About this task: Compute how many lines below contain the word "done" and respond with that number only.

Data extracts:
//! Adaptive batching of control-mode commands.
//!
//! Callers submit the invocations of one operation and await its combined
//! output. A dispatcher task collects submissions until the batch is full or
//! the wait window closes, then sends the whole batch over one pooled
//! connection in a single round trip. At most `max_concurrent_batches`
//! batches are in flight.
//!
//! With `adaptive` set, each completed batch tunes the window: above the
//! latency threshold the wait halves and the size shrinks, below half the
//! threshold both grow back, never past the configured `max_batch_size`
//! items or `max_batch_wait`.

use parking_lot::Mutex;
use std::sync::atomic::{AtomicBool, AtomicU64, Ordering};
use std::sync::Arc;
use std::time::Duration;
use tokio::sync::{mpsc, oneshot, OwnedSemaphorePermit, Semaphore};
use tokio::task::{JoinHandle, JoinSet};
use tokio::time::Instant;
use tokio_util::sync::CancellationToken;
use tracing::{debug, info};

use crate::config::BatcherConfig;
use crate::error::MuxError;
use crate::tmux::ControlReply;

use super::pool::ConnectionPool;

const MIN_WAIT_STEP: Duration = Duration::from_micros(250);

/// Notifications emitted by the batcher.
#[derive(Debug, Clone, PartialEq)]
pub enum BatcherEvent {
    BatchCompleted {
        /// Submissions in the batch.
        size: usize,
        /// Invocations sent in the round trip.
        commands: usize,
        elapsed: Duration,
        /// Mean time from submission to reply across the batch.
        avg_command_latency: Duration,
    },
    WindowAdjusted {
        batch_size: usize,
        wait: Duration,
    },
}

#[derive(Debug, Clone, Default, PartialEq, serde::Serialize)]
pub struct BatcherMetrics {
    pub batches: u64,
    pub items: u64,
    pub commands: u64,
    pub failed_batches: u64,
    pub avg_batch_size: f64,
    pub avg_batch_latency_ms: f64,
    pub current_batch_size: usize,
    pub current_wait_us: u64,
}

struct BatchItem {
    commands: Vec<Vec<String>>,
    reply: oneshot::Sender<Result<String, MuxError>>,
    enqueued: Instant,
}

#[derive(Debug, Clone, Copy)]
struct Window {
    size: usize,
    wait: Duration,
}

#[derive(Debug, Default)]
struct Counters {
    batches: AtomicU64,
    items: AtomicU64,
    commands: AtomicU64,
    failed_batches: AtomicU64,
    batch_micros: AtomicU64,
}

struct Shared {
    pool: ConnectionPool,
    config: BatcherConfig,
    command_timeout: Duration,
    window: Mutex<Window>,
    batch_slots: Arc<Semaphore>,
    counters: Counters,
    events: Option<mpsc::UnboundedSender<BatcherEvent>>,
}

pub struct CommandBatcher {
    shared: Arc<Shared>,
    tx: mpsc::UnboundedSender<BatchItem>,
    cancel: CancellationToken,
    closed: AtomicBool,
    dispatcher: Mutex<Option<JoinHandle<()>>>,
}

impl CommandBatcher {
    /// Start the dispatcher. Must be called inside a tokio runtime.
    pub fn new(
        pool: ConnectionPool,
        config: BatcherConfig,
        command_timeout: Duration,
        events: Option<mpsc::UnboundedSender<BatcherEvent>>,
    ) -> Self {
        let window = Window {
            size: config.max_batch_size.max(1),
            wait: Duration::from_millis(config.max_batch_wait_ms),
        };
        let shared = Arc::new(Shared {
            pool,
            batch_slots: Arc::new(Semaphore::new(config.max_concurrent_batches.max(1))),
            config,
            command_timeout,
            window: Mutex::new(window),
            counters: Counters::default(),
            events,
        });
        let (tx, rx) = mpsc::unbounded_channel();
        let cancel = CancellationToken::new();
        let dispatcher = tokio::spawn(dispatch(shared.clone(), rx, cancel.clone()));
        Self {
            shared,
            tx,
            cancel,
            closed: AtomicBool::new(false),
            dispatcher: Mutex::new(Some(dispatcher)),
        }
    }

    /// Submit the invocations of one operation; resolves with their joined
    /// output, or the first failing reply.
    pub async fn execute(&self, commands: Vec<Vec<String>>) -> Result<String, MuxError> {
        if self.closed.load(Ordering::Acquire) {
            return Err(MuxError::Shutdown);
        }
        if commands.is_empty() {
            return Ok(String::new());
        }
        let (reply, rx) = oneshot::channel();
        let item = BatchItem {
            commands,
            reply,
            enqueued: Instant::now(),
        };
        self.tx.send(item).map_err(|_| MuxError::Shutdown)?;
        rx.await.unwrap_or(Err(MuxError::Shutdown))
    }

    /// Current `(batch size, wait window)`.
    pub fn current_window(&self) -> (usize, Duration) {
        let window = *self.shared.window.lock();
        (window.size, window.wait)
    }

    pub fn metrics(&self) -> BatcherMetrics {
        let counters = &self.shared.counters;
        let batches = counters.batches.load(Ordering::Relaxed);
        let items = counters.items.load(Ordering::Relaxed);
        let micros = counters.batch_micros.load(Ordering::Relaxed);
        let (size, wait) = self.current_window();
        let per_batch = |total: f64| {
            if batches == 0 {
                0.0
            } else {
                total / batches as f64
            }
        };
        BatcherMetrics {
            batches,
            items,
            commands: counters.commands.load(Ordering::Relaxed),
            failed_batches: counters.failed_batches.load(Ordering::Relaxed),
            avg_batch_size: per_batch(items as f64),
            avg_batch_latency_ms: per_batch(micros as f64 / 1000.0),
            current_batch_size: size,
            current_wait_us: wait.as_micros() as u64,
        }
    }

    /// Fail queued submissions with `Shutdown` and wait for in-flight batches.
    pub async fn shutdown(&self) {
        if self.closed.swap(true, Ordering::AcqRel) {
            return;
        }
        self.cancel.cancel();
        let handle = self.dispatcher.lock().take();
        if let Some(handle) = handle {
            if let Err(e) = handle.await {
                debug!(error = %e, "batch dispatcher ended abnormally");
            }
        }
        info!("command batcher shut down");
    }
}

impl std::fmt::Debug for CommandBatcher {
    fn fmt(&self, f: &mut std::fmt::Formatter<'_>) -> std::fmt::Result {
        f.debug_struct("CommandBatcher")
            .field("window", &self.current_window())
            .finish()
    }
}

async fn dispatch(
    shared: Arc<Shared>,
    mut rx: mpsc::UnboundedReceiver<BatchItem>,
    cancel: CancellationToken,
) {
    let mut inflight = JoinSet::new();
    loop {
        let first = tokio::select! {
            biased;
            _ = cancel.cancelled() => break,
            Some(done) = inflight.join_next(), if !inflight.is_empty() => {
                if let Err(e) = done {
                    debug!(error = %e, "batch task failed");
                }
                continue;
            }
            item = rx.recv() => match item {
                Some(item) => item,
                None => break,
            },
        };

        let window = *shared.window.lock();
        let mut batch = vec![first];
        let deadline = Instant::now() + window.wait;
        while batch.len() < window.size {
            match tokio::time::timeout_at(deadline, rx.recv()).await {
                Ok(Some(item)) => batch.push(item),
                Ok(None) | Err(_) => break,
            }
        }

        let permit = tokio::select! {
            biased;
            _ = cancel.cancelled() => {
                fail_all(batch, MuxError::Shutdown);
                break;
            }
            permit = shared.batch_slots.clone().acquire_owned() => match permit {
                Ok(permit) => permit,
                Err(_) => {
                    fail_all(batch, MuxError::Shutdown);
                    break;
                }
            },
        };
        inflight.spawn(run_batch(shared.clone(), batch, permit));
    }

    rx.close();
    let mut pending = Vec::new();
    while let Ok(item) = rx.try_recv() {
        pending.push(item);
    }
    fail_all(pending, MuxError::Shutdown);
    while let Some(done) = inflight.join_next().await {
        if let Err(e) = done {
            debug!(error = %e, "batch task failed");
        }
    }
}

fn fail_all(items: Vec<BatchItem>, err: MuxError) {
    for item in items {
        let _ = item.reply.send(Err(err.clone()));
    }
}

async fn run_batch(shared: Arc<Shared>, batch: Vec<BatchItem>, permit: OwnedSemaphorePermit) {
    let started = Instant::now();
    let commands: Vec<Vec<String>> = batch
        .iter()
        .flat_map(|item| item.commands.iter().cloned())
        .collect();

    let result = async {
        let mut conn = shared.pool.acquire().await?;
        let replies = conn.execute_many(&commands, shared.command_timeout).await;
        shared.pool.release(conn, replies.is_ok()).await;
        replies
    }
    .await;
    drop(permit);

    let size = batch.len();
    let completed = Instant::now();
    let latency_total: Duration = batch
        .iter()
        .map(|item| completed.duration_since(item.enqueued))
        .sum();
    let avg_command_latency = latency_total / size.max(1) as u32;

    match result {
        Ok(replies) if replies.len() == commands.len() => {
            let mut replies = replies.into_iter();
            for item in batch {
                let own: Vec<ControlReply> = replies.by_ref().take(item.commands.len()).collect();
                let _ = item.reply.send(combine(own));
            }
        }
        Ok(replies) => {
            shared
                .counters
                .failed_batches
                .fetch_add(1, Ordering::Relaxed);
            fail_all(
                batch,
                MuxError::Connection(format!(
                    "expected {} replies, received {}",
                    commands.len(),
                    replies.len()
                )),
            );
        }
        Err(e) => {
            shared
                .counters
                .failed_batches
                .fetch_add(1, Ordering::Relaxed);
            fail_all(batch, e);
        }
    }

    let elapsed = started.elapsed();
    let counters = &shared.counters;
    counters.batches.fetch_add(1, Ordering::Relaxed);
    counters.items.fetch_add(size as u64, Ordering::Relaxed);
    counters
        .commands
        .fetch_add(commands.len() as u64, Ordering::Relaxed);
    counters
        .batch_micros
        .fetch_add(elapsed.as_micros() as u64, Ordering::Relaxed);
    debug!(
        size,
        commands = commands.len(),
        elapsed_us = elapsed.as_micros() as u64,
        "batch completed"
    );
    emit(
        &shared,
        BatcherEvent::BatchCompleted {
            size,
            commands: commands.len(),
            elapsed,
            avg_command_latency,
        },
    );
    if shared.config.adaptive {
        adapt(&shared, avg_command_latency);
    }
}

fn combine(replies: Vec<ControlReply>) -> Result<String, MuxError> {
    let mut out = String::new();
    for reply in replies {
        let text = reply.into_result()?;
        if !text.is_empty() {
            out.push_str(&text);
            out.push('\n');
        }
    }
    Ok(out)
}

fn emit(shared: &Shared, event: BatcherEvent) {
    if let Some(events) = &shared.events {
        let _ = events.send(event);
    }
}

fn adapt(shared: &Shared, observed: Duration) {
    let threshold = Duration::from_millis(shared.config.performance_threshold_ms);
    let max_size = shared.config.max_batch_size.max(1);
    let max_wait = Duration::from_millis(shared.config.max_batch_wait_ms);
    let adjusted = {
        let mut window = shared.window.lock();
        let before = *window;
        if observed > threshold {
            window.wait /= 2;
            window.size = (window.size * 3 / 4).max(1);
        } else if observed < threshold / 2 {
            let step = (window.wait / 4).max(MIN_WAIT_STEP);
            window.wait = (window.wait + step).min(max_wait);
            window.size = (window.size + 1).min(max_size);
        }
        (before.size != window.size || before.wait != window.wait).then_some(*window)
    };
    if let Some(window) = adjusted {
        debug!(
            batch_size = window.size,
            wait_us = window.wait.as_micros() as u64,
            observed_us = observed.as_micros() as u64,
            "batch window adjusted"
        );
        emit(
            shared,
            BatcherEvent::WindowAdjusted {
                batch_size: window.size,
                wait: window.wait,
            },
        );
    }
}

Result of this task: 4